Drivers

Introduction and disclaimer

Having helped to get Vega out the door, I thought it’d be nice to start writing about work-related things again where situations and subject matter permit.

What you’re about to read is not an exact description of how my employer, AMD RTG, or my previous employer, Imagination Technologies PowerVR, develop and release their GPU drivers. It draws on how they both do it in broad terms: the idea of this essay is to give laypersons an insight into what it takes to deliver one part of a much larger product. It is not necessarily the opinion of either AMD or Imagination.

I’ll use the word driver a lot, but I really mean the entire GPU software stack here, be it firmware, client API drivers, compilers, control panels or anything else shipped alongside the lower-level code that makes a GPU do something interesting on your screen.

Hardware Drivers

I’ve worked for RTG for the best part of 6 months now, following the 7 year spell at PowerVR. Now that I’ve spent a good bit of time there, I’m now more surprised by the similarities between the two companies and how they go about shipping a complete GPU product than I was by the initial shock of the differences.
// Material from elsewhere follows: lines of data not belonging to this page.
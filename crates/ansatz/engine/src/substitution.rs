//! Parameter substitution: template tree to numeric instance

use ansatz_dsl::{Expr, UnaryOp};

/// Literal for `value` in shortest round-trip form. Negative values become
/// a unary minus over the magnitude so the printer can parenthesize them.
pub fn numeric_literal(value: f64) -> Expr {
    let text = format!("{:?}", value.abs());
    if value.is_sign_negative() {
        Expr::unary(UnaryOp::Minus, Expr::Constant(text))
    } else {
        Expr::Constant(text)
    }
}

/// Replace every `paramN` with `params[N - 1]`. Indices beyond `params`
/// are left in place.
pub fn substitute(template: &Expr, params: &[f64]) -> Expr {
    let mut expr = template.clone();
    expr.visit_mut(&mut |node| {
        if let Expr::Parameter(index) = node {
            if let Some(&value) = index.checked_sub(1).and_then(|i| params.get(i)) {
                *node = numeric_literal(value);
            }
        }
    });
    expr
}
//! Declared names an ansatz expression may refer to

use serde::{Deserialize, Serialize};
use std::collections::BTreeSet;

/// The declared variables, functions and constant whitelist of an ansatz.
///
/// Variables and functions keep their declaration order (the mutator draws
/// replacements from the function list in this order). Duplicates are
/// dropped, keeping the first occurrence.
#[derive(Clone, Debug, Default, PartialEq, Eq, Serialize, Deserialize)]
pub struct Vocabulary {
    variables: Vec<String>,
    functions: Vec<String>,
    #[serde(default)]
    constants: BTreeSet<String>,
}

impl Vocabulary {
    /// Create a vocabulary with an empty constant whitelist
    pub fn new<V, F>(variables: V, functions: F) -> Self
    where
        V: IntoIterator,
        V::Item: Into<String>,
        F: IntoIterator,
        F::Item: Into<String>,
    {
        Self {
            variables: dedup(variables),
            functions: dedup(functions),
            constants: BTreeSet::new(),
        }
    }

    /// Replace the constant whitelist
    pub fn with_constants<C>(mut self, constants: C) -> Self
    where
        C: IntoIterator,
        C::Item: Into<String>,
    {
        self.constants = constants.into_iter().map(Into::into).collect();
        self
    }

    pub fn variables(&self) -> &[String] {
        &self.variables
    }

    pub fn functions(&self) -> &[String] {
        &self.functions
    }

    pub fn constants(&self) -> &BTreeSet<String> {
        &self.constants
    }

    pub fn is_variable(&self, name: &str) -> bool {
        self.variables.iter().any(|v| v == name)
    }

    pub fn is_function(&self, name: &str) -> bool {
        self.functions.iter().any(|f| f == name)
    }

    /// Whether the exact literal text is whitelisted
    pub fn is_constant(&self, text: &str) -> bool {
        self.constants.contains(text)
    }

    /// Ordered union: names of `self` first, then unseen names of `other`
    pub fn union(&self, other: &Vocabulary) -> Vocabulary {
        let mut merged = self.clone();
        for var in &other.variables {
            if !merged.is_variable(var) {
                merged.variables.push(var.clone());
            }
        }
        for func in &other.functions {
            if !merged.is_function(func) {
                merged.functions.push(func.clone());
            }
        }
        merged.constants.extend(other.constants.iter().cloned());
        merged
    }
}

fn dedup<I>(names: I) -> Vec<String>
where
    I: IntoIterator,
    I::Item: Into<String>,
{
    let mut seen = BTreeSet::new();
    let mut out = Vec::new();
    for name in names {
        let name: String = name.into();
        if seen.insert(name.clone()) {
            out.push(name);
        }
    }
    out
}
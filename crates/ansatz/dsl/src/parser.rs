//! Parser: recursive descent over the ansatz expression grammar
//!
//! ```text
//! expr    := term (('+' | '-') term)*
//! term    := factor (('*' | '/') factor)*
//! factor  := ('+' | '-') factor | power
//! power   := primary ('**' factor)?
//! primary := IDENT '(' [expr (',' expr)*] ')' | IDENT | NUMBER | '(' expr ')'
//! ```
//!
//! Identifiers and literals are classified while parsing, in this order:
//! parameter (`paramN`), declared function (only when followed by `(`),
//! declared variable, whitelisted constant. Anything left over is rejected.

use crate::ast::{BinaryOp, Expr, UnaryOp};
use crate::errors::{AnsatzError, AnsatzResult, VocabularyKind};
use crate::lexer::{Lexer, Token, TokenKind};
use crate::vocabulary::Vocabulary;

/// Nesting limit for parentheses, unary signs and calls
const MAX_DEPTH: usize = 256;

/// How numeric literals are classified
#[derive(Clone, Copy, Debug, Default, PartialEq, Eq)]
pub enum LiteralPolicy {
    /// Only literals whose exact text is in the constant whitelist
    #[default]
    Whitelist,
    /// Any numeric literal (used when evaluating substituted templates)
    AnyNumeric,
}

/// Returns N for `paramN` where N is a positive integer without leading zeros
pub fn parameter_index(ident: &str) -> Option<usize> {
    let digits = ident.strip_prefix("param")?;
    if digits.is_empty() || digits.starts_with('0') || !digits.bytes().all(|b| b.is_ascii_digit())
    {
        return None;
    }
    digits.parse().ok()
}

/// Parser for ansatz expressions
pub struct Parser<'v> {
    tokens: Vec<Token>,
    pos: usize,
    depth: usize,
    vocabulary: &'v Vocabulary,
    literals: LiteralPolicy,
}

impl<'v> Parser<'v> {
    /// Tokenize `input` and prepare to parse it against `vocabulary`
    pub fn new(input: &str, vocabulary: &'v Vocabulary) -> AnsatzResult<Self> {
        let tokens = Lexer::new(input).tokenize()?;
        Ok(Self {
            tokens,
            pos: 0,
            depth: 0,
            vocabulary,
            literals: LiteralPolicy::default(),
        })
    }

    pub fn with_literal_policy(mut self, literals: LiteralPolicy) -> Self {
        self.literals = literals;
        self
    }

    /// Parse the whole input into a classified tree
    pub fn parse(mut self) -> AnsatzResult<Expr> {
        if self.check(TokenKind::Eof) {
            return Err(AnsatzError::grammar(self.peek().col, "empty expression"));
        }

        let expr = self.parse_expr()?;

        if !self.check(TokenKind::Eof) {
            let tok = self.peek();
            return Err(AnsatzError::grammar(
                tok.col,
                format!("unexpected '{}' after complete expression", tok.text),
            ));
        }
        Ok(expr)
    }

    fn parse_expr(&mut self) -> AnsatzResult<Expr> {
        self.enter()?;
        let mut left = self.parse_term()?;

        loop {
            let op = match self.peek_kind() {
                TokenKind::Plus => BinaryOp::Add,
                TokenKind::Minus => BinaryOp::Sub,
                _ => break,
            };
            self.advance();
            let right = self.parse_term()?;
            left = Expr::binary(op, left, right);
        }

        self.depth -= 1;
        Ok(left)
    }

    fn parse_term(&mut self) -> AnsatzResult<Expr> {
        let mut left = self.parse_factor()?;

        loop {
            let op = match self.peek_kind() {
                TokenKind::Star => BinaryOp::Mul,
                TokenKind::Slash => BinaryOp::Div,
                _ => break,
            };
            self.advance();
            let right = self.parse_factor()?;
            left = Expr::binary(op, left, right);
        }

        Ok(left)
    }

    fn parse_factor(&mut self) -> AnsatzResult<Expr> {
        let op = match self.peek_kind() {
            TokenKind::Plus => UnaryOp::Plus,
            TokenKind::Minus => UnaryOp::Minus,
            _ => return self.parse_power(),
        };
        self.advance();

        self.enter()?;
        let operand = self.parse_factor()?;
        self.depth -= 1;
        Ok(Expr::unary(op, operand))
    }

    fn parse_power(&mut self) -> AnsatzResult<Expr> {
        let base = self.parse_primary()?;
        if self.check(TokenKind::DoubleStar) {
            self.advance();
            self.enter()?;
            let exponent = self.parse_factor()?;
            self.depth -= 1;
            return Ok(Expr::binary(BinaryOp::Pow, base, exponent));
        }
        Ok(base)
    }

    fn parse_primary(&mut self) -> AnsatzResult<Expr> {
        let tok = self.peek().clone();

        match tok.kind {
            TokenKind::Identifier => {
                self.advance();
                self.classify_identifier(tok)
            }
            TokenKind::Number => {
                self.advance();
                match self.literals {
                    LiteralPolicy::AnyNumeric => Ok(Expr::Constant(tok.text)),
                    LiteralPolicy::Whitelist if self.vocabulary.is_constant(&tok.text) => {
                        Ok(Expr::Constant(tok.text))
                    }
                    LiteralPolicy::Whitelist => Err(AnsatzError::undeclared(
                        VocabularyKind::Constant,
                        tok.text,
                    )),
                }
            }
            TokenKind::OpenParen => {
                self.advance();
                let inner = self.parse_expr()?;
                self.expect(TokenKind::CloseParen)?;
                Ok(Expr::group(inner))
            }
            TokenKind::Eof => Err(AnsatzError::grammar(tok.col, "unexpected end of input")),
            _ => Err(AnsatzError::grammar(
                tok.col,
                format!("unexpected '{}'", tok.text),
            )),
        }
    }

    fn classify_identifier(&mut self, tok: Token) -> AnsatzResult<Expr> {
        let called = self.check(TokenKind::OpenParen);

        if let Some(index) = parameter_index(&tok.text) {
            if called {
                return Err(AnsatzError::grammar(
                    tok.col,
                    format!("parameter '{}' cannot be called", tok.text),
                ));
            }
            return Ok(Expr::Parameter(index));
        }

        if called {
            if !self.vocabulary.is_function(&tok.text) {
                return Err(AnsatzError::undeclared(VocabularyKind::Function, tok.text));
            }
            let args = self.parse_call_args()?;
            return Ok(Expr::call(tok.text, args));
        }

        if self.vocabulary.is_variable(&tok.text) {
            Ok(Expr::Variable(tok.text))
        } else if self.vocabulary.is_constant(&tok.text) {
            Ok(Expr::Constant(tok.text))
        } else {
            Err(AnsatzError::undeclared(VocabularyKind::Variable, tok.text))
        }
    }

    fn parse_call_args(&mut self) -> AnsatzResult<Vec<Expr>> {
        self.expect(TokenKind::OpenParen)?;

        let mut args = Vec::new();
        if !self.check(TokenKind::CloseParen) {
            loop {
                args.push(self.parse_expr()?);
                if self.check(TokenKind::Comma) {
                    self.advance();
                } else {
                    break;
                }
            }
        }

        self.expect(TokenKind::CloseParen)?;
        Ok(args)
    }

    // --- Helpers ---

    fn enter(&mut self) -> AnsatzResult<()> {
        self.depth += 1;
        if self.depth > MAX_DEPTH {
            return Err(AnsatzError::grammar(
                self.peek().col,
                format!("expression nested deeper than {} levels", MAX_DEPTH),
            ));
        }
        Ok(())
    }

    fn peek(&self) -> &Token {
        &self.tokens[self.pos.min(self.tokens.len() - 1)]
    }

    fn peek_kind(&self) -> TokenKind {
        self.peek().kind
    }

    fn check(&self, kind: TokenKind) -> bool {
        self.peek_kind() == kind
    }

    fn advance(&mut self) {
        if self.pos < self.tokens.len() - 1 {
            self.pos += 1;
        }
    }

    fn expect(&mut self, kind: TokenKind) -> AnsatzResult<()> {
        if self.check(kind) {
            self.advance();
            Ok(())
        } else {
            let tok = self.peek();
            let found = if tok.kind == TokenKind::Eof {
                "end of input".to_string()
            } else {
                format!("'{}'", tok.text)
            };
            Err(AnsatzError::grammar(
                tok.col,
                format!("expected '{}', found {}", kind, found),
            ))
        }
    }
}

#[cfg(test)]
mod tests {
    use super::*;

    fn vocab() -> Vocabulary {
        Vocabulary::new(["x", "y"], ["sin", "cos", "pow"]).with_constants(["2", "pi"])
    }

    fn parse(input: &str) -> AnsatzResult<Expr> {
        let vocab = vocab();
        Parser::new(input, &vocab)?.parse()
    }

    #[test]
    fn test_parameter_index() {
        assert_eq!(parameter_index("param1"), Some(1));
        assert_eq!(parameter_index("param42"), Some(42));
        assert_eq!(parameter_index("param0"), None);
        assert_eq!(parameter_index("param01"), None);
        assert_eq!(parameter_index("param"), None);
        assert_eq!(parameter_index("param1_"), None);
        assert_eq!(parameter_index("params1"), None);
    }

    #[test]
    fn test_precedence() {
        let expr = parse("param1 + param2 * x").unwrap();
        match expr {
            Expr::Binary {
                op: BinaryOp::Add,
                right,
                ..
            } => assert!(matches!(*right, Expr::Binary { op: BinaryOp::Mul, .. })),
            other => panic!("unexpected tree {:?}", other),
        }
    }

    #[test]
    fn test_unary_binds_looser_than_power() {
        let expr = parse("-x ** param1").unwrap();
        match expr {
            Expr::Unary {
                op: UnaryOp::Minus,
                operand,
            } => assert!(matches!(*operand, Expr::Binary { op: BinaryOp::Pow, .. })),
            other => panic!("unexpected tree {:?}", other),
        }
    }

    #[test]
    fn test_power_exponent_may_be_signed() {
        let expr = parse("x ** -param1").unwrap();
        assert!(matches!(expr, Expr::Binary { op: BinaryOp::Pow, .. }));
    }

    #[test]
    fn test_classification() {
        let expr = parse("pi * sin(param1 * x) + 2 * y").unwrap();
        let mut kinds = Vec::new();
        expr.visit(&mut |node| match node {
            Expr::Parameter(_) => kinds.push("param"),
            Expr::Variable(_) => kinds.push("var"),
            Expr::Constant(_) => kinds.push("const"),
            Expr::Call { .. } => kinds.push("call"),
            _ => {}
        });
        assert_eq!(kinds, vec!["const", "call", "param", "var", "const", "var"]);
    }

    #[test]
    fn test_two_argument_call() {
        let expr = parse("pow(param1 + x, param2)").unwrap();
        match expr {
            Expr::Call { name, args } => {
                assert_eq!(name, "pow");
                assert_eq!(args.len(), 2);
            }
            other => panic!("unexpected tree {:?}", other),
        }
    }

    #[test]
    fn test_undeclared_names() {
        assert_eq!(
            parse("param1 * z").unwrap_err(),
            AnsatzError::Vocabulary {
                kind: VocabularyKind::Variable,
                name: "z".into()
            }
        );
        assert_eq!(
            parse("tan(param1)").unwrap_err(),
            AnsatzError::Vocabulary {
                kind: VocabularyKind::Function,
                name: "tan".into()
            }
        );
        assert_eq!(
            parse("param1 * 3").unwrap_err(),
            AnsatzError::Vocabulary {
                kind: VocabularyKind::Constant,
                name: "3".into()
            }
        );
    }

    #[test]
    fn test_variable_is_not_callable() {
        let err = parse("x(param1)").unwrap_err();
        assert!(matches!(
            err,
            AnsatzError::Vocabulary {
                kind: VocabularyKind::Function,
                ..
            }
        ));
    }

    #[test]
    fn test_function_name_without_call_is_not_a_variable() {
        assert!(parse("sin + param1").is_err());
    }

    #[test]
    fn test_parameter_cannot_be_called() {
        assert!(matches!(
            parse("param1(x)").unwrap_err(),
            AnsatzError::Grammar { .. }
        ));
    }

    #[test]
    fn test_grammar_errors() {
        for input in ["", "   ", "param1 +", "(param1", "param1)", "sin(x,", "x y", "* x"] {
            assert!(
                matches!(parse(input), Err(AnsatzError::Grammar { .. })),
                "input {:?}",
                input
            );
        }
    }

    #[test]
    fn test_any_numeric_policy() {
        let vocab = Vocabulary::new(["x"], Vec::<String>::new());
        let expr = Parser::new("0.125 * x + 1e-3", &vocab)
            .unwrap()
            .with_literal_policy(LiteralPolicy::AnyNumeric)
            .parse()
            .unwrap();
        assert_eq!(expr.to_string(), "0.125 * x + 1e-3");
    }

    #[test]
    fn test_nesting_limit() {
        let deep = format!("{}x{}", "(".repeat(MAX_DEPTH + 1), ")".repeat(MAX_DEPTH + 1));
        assert!(matches!(parse(&deep), Err(AnsatzError::Grammar { .. })));

        let shallow = format!("{}x{}", "(".repeat(10), ")".repeat(10));
        assert!(parse(&shallow).is_ok());
    }

    #[test]
    fn test_power_chain_nesting_limit() {
        let deep = vec!["param1"; MAX_DEPTH + 2].join(" ** ");
        assert!(matches!(parse(&deep), Err(AnsatzError::Grammar { .. })));

        let signed = vec!["-param1"; MAX_DEPTH + 2].join(" ** ");
        assert!(matches!(parse(&signed), Err(AnsatzError::Grammar { .. })));

        let shallow = vec!["param1"; 10].join(" ** ");
        assert!(parse(&shallow).is_ok());
    }
}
So despite their different sizes, budgets, markets and products, both groups operating and go about a lot of things in much the same way.

The goal for both technology groups is ultimately the same, with one major extra task for AMD. At a suitably high level, both groups research, develop, test and then ship graphics IP that gets integrated into a final product. RTG go on to produce many of the ASICs that form the heart of those final products themselves, whereas PowerVR stop at the IP delivery stage to the end customer making the SoC (bar their test chip programme).

And it’s the same for all GPU companies. The hardware has to go out with a driver and that driver needs to be developed somehow. The internal processes, decision making, timelines and complexities of that are almost completely hidden from the layperson. Hopefully shining a bit of a light on it will be helpful.

And psst, it’s highly likely the same for anything that needs a driver to function, just adapted to the market and whatever software runs on top. Here’s how it works for graphics as I’ve observed it.

Schedules

New GPU product development and release is ruled by a schedule, and therefore key milestones along the way. For the sake of argument, let’s call out just a few in chronological order: IP completion (so everything done, final RTL delivered), tape out, first silicon bringup, second silicon bringup (there’s usually at least a second one, even if you’re lucky and it’s just metal changes), release run-up, final QA and release.

For GPUs, at each of those milestones you need a driver of some kind, even pre-silicon. Before final RTL is delivered you need to have stood the driver up on the emulator, even if it’s just enough to boot a minimal OS and run targeted tests to ensure the design works in several key ways.

So driver development starts way before hardware is finished and is then timed to release into the product schedule at each milestone. The pace picks up as the product gets closer to release, because both the hardware and driver are in better shape.

In practice, there are often dozens more milestones to hit, and associated drivers to cut, before the first final driver makes it into the hands of the public. First final driver is an important construct to understand, because hopefully there’ll be many more released after that to improve the product, be it compatibility or performance or both, across the useful lifetime of the hardware in question. That’s especially true for GPUs because of the complexity involved.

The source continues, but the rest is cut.